» **Exercise goal**:
Examine each line of the data. Copy the line if it includes the word "user".

══ Data extract

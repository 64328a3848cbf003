//! Regional IPv6 adoption charts.
//!
//! Static sample data rendered as inline SVG; no network and no state.

use leptos::prelude::*;

use crate::util::bar_chart::{AdoptionDatum, VIEW_HEIGHT, VIEW_WIDTH, layout};

pub const ISP_ADOPTION: [AdoptionDatum; 4] = [
    AdoptionDatum { name: "Jio", adoption: 78 },
    AdoptionDatum { name: "Airtel", adoption: 65 },
    AdoptionDatum { name: "Vi", adoption: 45 },
    AdoptionDatum { name: "BSNL", adoption: 30 },
];

pub const CITY_ADOPTION: [AdoptionDatum; 5] = [
    AdoptionDatum { name: "Delhi", adoption: 72 },
    AdoptionDatum { name: "Mumbai", adoption: 68 },
    AdoptionDatum { name: "Bangalore", adoption: 65 },
    AdoptionDatum { name: "Chennai", adoption: 62 },
    AdoptionDatum { name: "Kolkata", adoption: 55 },
];

#[component]
pub fn RegionalStats() -> impl IntoView {
    view! {
        <section class="card regional-stats">
            <header class="card__header">
                <h2 class="card__title">"Regional IPv6 Adoption"</h2>
                <p class="card__description">"Anonymized & aggregated IPv6 adoption rates across India."</p>
            </header>
            <div class="card__body regional-stats__charts">
                <AdoptionChart title="By Major ISP" data=&ISP_ADOPTION/>
                <AdoptionChart title="By Major City" data=&CITY_ADOPTION/>
            </div>
        </section>
    }
}

#[component]
fn AdoptionChart(title: &'static str, data: &'static [AdoptionDatum]) -> impl IntoView {
    let chart = layout(data);
    let plot = chart.plot;
    let view_box = format!("0 0 {VIEW_WIDTH} {VIEW_HEIGHT}");
    let tick_label_x = coord(plot.left - 8.0);
    let label_y = coord(chart.label_y);

    let ticks = chart
        .ticks
        .into_iter()
        .map(|tick| {
            let y = coord(tick.y);
            view! {
                <g class="bar-chart__tick">
                    <line
                        class="bar-chart__grid"
                        x1=coord(plot.left)
                        x2=coord(plot.right)
                        y1=y.clone()
                        y2=y.clone()
                    />
                    <text class="bar-chart__tick-label" x=tick_label_x.clone() y=y text-anchor="end" dominant-baseline="middle">
                        {tick.label}
                    </text>
                </g>
            }
        })
        .collect::<Vec<_>>();

    let bars = chart
        .bars
        .into_iter()
        .map(|bar| {
            let label_x = coord(bar.label_x);
            view! {
                <g class="bar-chart__bar">
                    <rect
                        x=coord(bar.x)
                        y=coord(bar.y)
                        width=coord(bar.width)
                        height=coord(bar.height)
                        rx="4"
                        aria-label=format!("{}: {}%", bar.name, bar.adoption)
                    />
                    <text class="bar-chart__value" x=label_x.clone() y=coord(bar.y - 6.0) text-anchor="middle">
                        {format!("{}%", bar.adoption)}
                    </text>
                    <text class="bar-chart__label" x=label_x y=label_y.clone() text-anchor="middle">
                        {bar.name}
                    </text>
                </g>
            }
        })
        .collect::<Vec<_>>();

    view! {
        <figure class="bar-chart">
            <figcaption class="bar-chart__title">{title}</figcaption>
            <svg class="bar-chart__svg" viewBox=view_box role="img" aria-label=title>
                {ticks}
                {bars}
            </svg>
        </figure>
    }
}

fn coord(v: f64) -> String {
    format!("{v:.1}")
}
//! Hosted prompt flows.
//!
//! DESIGN
//! ======
//! A flow is a fixed instruction template plus schema-checked input and output
//! around one LLM call. Callers see only [`QuestionAnswerer`], so the model
//! provider can be swapped for a stub in tests.

pub mod answer_ipv6;

use crate::llm::types::LlmError;

// =============================================================================
// ERROR
// =============================================================================

#[derive(Debug, thiserror::Error)]
pub enum FlowError {
    /// The input did not satisfy the flow's input schema.
    #[error("invalid input: {0}")]
    InvalidInput(&'static str),

    /// The model call itself failed.
    #[error("LLM error: {0}")]
    Llm(#[from] LlmError),

    /// The model answered, but not in the declared output schema.
    #[error("malformed model output: {0}")]
    MalformedOutput(String),

    /// The reply hit the output token cap before the schema was complete.
    #[error("model output truncated at {max_tokens} tokens")]
    Truncated { max_tokens: u32 },
}

impl FlowError {
    #[must_use]
    pub fn error_code(&self) -> &'static str {
        match self {
            Self::InvalidInput(_) => "E_INVALID_INPUT",
            Self::Llm(e) => e.error_code(),
            Self::MalformedOutput(_) => "E_MALFORMED_OUTPUT",
            Self::Truncated { .. } => "E_TRUNCATED",
        }
    }
}

// =============================================================================
// SCHEMA TYPES
// =============================================================================

/// A user question; never empty or whitespace-only.
#[derive(Debug, Clone, PartialEq, Eq)]
pub struct Question {
    text: String,
}

impl Question {
    /// # Errors
    ///
    /// Returns [`FlowError::InvalidInput`] when `text` is empty after trimming.
    pub fn new(text: &str) -> Result<Self, FlowError> {
        let text = text.trim();
        if text.is_empty() {
            return Err(FlowError::InvalidInput("question must not be empty"));
        }
        Ok(Self { text: text.to_owned() })
    }

    #[must_use]
    pub fn text(&self) -> &str {
        &self.text
    }
}

/// The structured answer produced by a flow.
#[derive(Debug, Clone, PartialEq, Eq)]
pub struct Answer {
    pub text: String,
}

// =============================================================================
// ANSWERER TRAIT
// =============================================================================

/// Narrow seam in front of the hosted model: one question in, one answer out.
#[async_trait::async_trait]
pub trait QuestionAnswerer: Send + Sync {
    /// # Errors
    ///
    /// Returns a [`FlowError`] when the model call fails or its output does
    /// not match the answer schema.
    async fn ask(&self, question: &Question) -> Result<Answer, FlowError>;
}
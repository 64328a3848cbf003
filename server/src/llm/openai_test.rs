use super::*;

// ===== chat completions =====

#[test]
fn cc_parse_text_response() {
    let json = serde_json::json!({
        "model": "gpt-4o",
        "choices": [{
            "index": 0,
            "message": { "role": "assistant", "content": "Hello!" },
            "finish_reason": "stop"
        }],
        "usage": { "prompt_tokens": 10, "completion_tokens": 5 }
    })
    .to_string();
    let resp = parse_chat_completions_response(&json).unwrap();
    assert_eq!(resp.content.len(), 1);
    assert!(matches!(&resp.content[0], ContentBlock::Text { text } if text == "Hello!"));
    assert_eq!(resp.stop_reason, "end_turn");
    assert_eq!(resp.input_tokens, 10);
    assert_eq!(resp.output_tokens, 5);
}

#[test]
fn cc_parse_length_is_max_tokens() {
    let json = serde_json::json!({
        "model": "gpt-4o",
        "choices": [{ "message": { "content": "partial" }, "finish_reason": "length" }]
    })
    .to_string();
    let resp = parse_chat_completions_response(&json).unwrap();
    assert_eq!(resp.stop_reason, "max_tokens");
}

#[test]
fn cc_parse_null_content_is_empty() {
    let json = serde_json::json!({
        "model": "gpt-4o",
        "choices": [{ "message": { "content": null }, "finish_reason": "stop" }]
    })
    .to_string();
    let resp = parse_chat_completions_response(&json).unwrap();
    assert!(resp.content.is_empty());
}

#[test]
fn cc_parse_missing_choices() {
    let json = serde_json::json!({ "model": "gpt-4o", "choices": [] }).to_string();
    assert!(matches!(parse_chat_completions_response(&json), Err(LlmError::ApiParse(_))));
}

#[test]
fn cc_messages_prepend_system() {
    let messages = [Message::user("What is IPv6?")];
    let built = build_chat_completions_messages("be helpful", &messages);
    assert_eq!(built.len(), 2);
    assert_eq!(built[0].role, "system");
    assert_eq!(built[0].content, "be helpful");
    assert_eq!(built[1].role, "user");
}

#[test]
fn cc_messages_skip_blank_system() {
    let messages = [Message::user("q")];
    let built = build_chat_completions_messages("  ", &messages);
    assert_eq!(built.len(), 1);
}

// ===== responses API =====

#[test]
fn resp_parse_text_response() {
    let json = serde_json::json!({
        "model": "gpt-4o",
        "output": [{
            "type": "message",
            "content": [{ "type": "output_text", "text": "Done!" }]
        }],
        "usage": { "input_tokens": 15, "output_tokens": 8 }
    })
    .to_string();
    let resp = parse_responses_response(&json).unwrap();
    assert_eq!(resp.content.len(), 1);
    assert!(matches!(&resp.content[0], ContentBlock::Text { text } if text == "Done!"));
    assert_eq!(resp.stop_reason, "end_turn");
    assert_eq!(resp.input_tokens, 15);
}

#[test]
fn resp_parse_skips_reasoning_items() {
    let json = serde_json::json!({
        "model": "o4-mini",
        "output": [
            { "type": "reasoning", "summary": [] },
            { "type": "message", "content": [{ "type": "output_text", "text": "answer" }] }
        ]
    })
    .to_string();
    let resp = parse_responses_response(&json).unwrap();
    assert_eq!(resp.text(), "answer");
}

#[test]
fn resp_parse_output_text_fallback() {
    let json = serde_json::json!({
        "model": "gpt-4o",
        "output_text": "Fallback text",
        "usage": { "input_tokens": 5, "output_tokens": 3 }
    })
    .to_string();
    let resp = parse_responses_response(&json).unwrap();
    assert_eq!(resp.content.len(), 1);
    assert!(matches!(&resp.content[0], ContentBlock::Text { text } if text == "Fallback text"));
}

#[test]
fn resp_parse_incomplete_is_max_tokens() {
    let json = serde_json::json!({
        "model": "gpt-4o",
        "output": [],
        "incomplete_details": { "reason": "max_output_tokens" }
    })
    .to_string();
    let resp = parse_responses_response(&json).unwrap();
    assert_eq!(resp.stop_reason, "max_tokens");
}

#[test]
fn resp_input_wraps_text_parts() {
    let messages = [Message::user("What is IPv6?")];
    let input = build_responses_input(&messages);
    let json = serde_json::to_value(&input).unwrap();
    assert_eq!(json[0]["type"], "message");
    assert_eq!(json[0]["role"], "user");
    assert_eq!(json[0]["content"][0]["type"], "input_text");
    assert_eq!(json[0]["content"][0]["text"], "What is IPv6?");
}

════

» **Output**:
/// A user question; never empty or whitespace-only.
    let messages = [Message::user("What is IPv6?")];
    assert_eq!(built[1].role, "user");
    let messages = [Message::user("q")];
    let messages = [Message::user("What is IPv6?")];
    assert_eq!(json[0]["role"], "user");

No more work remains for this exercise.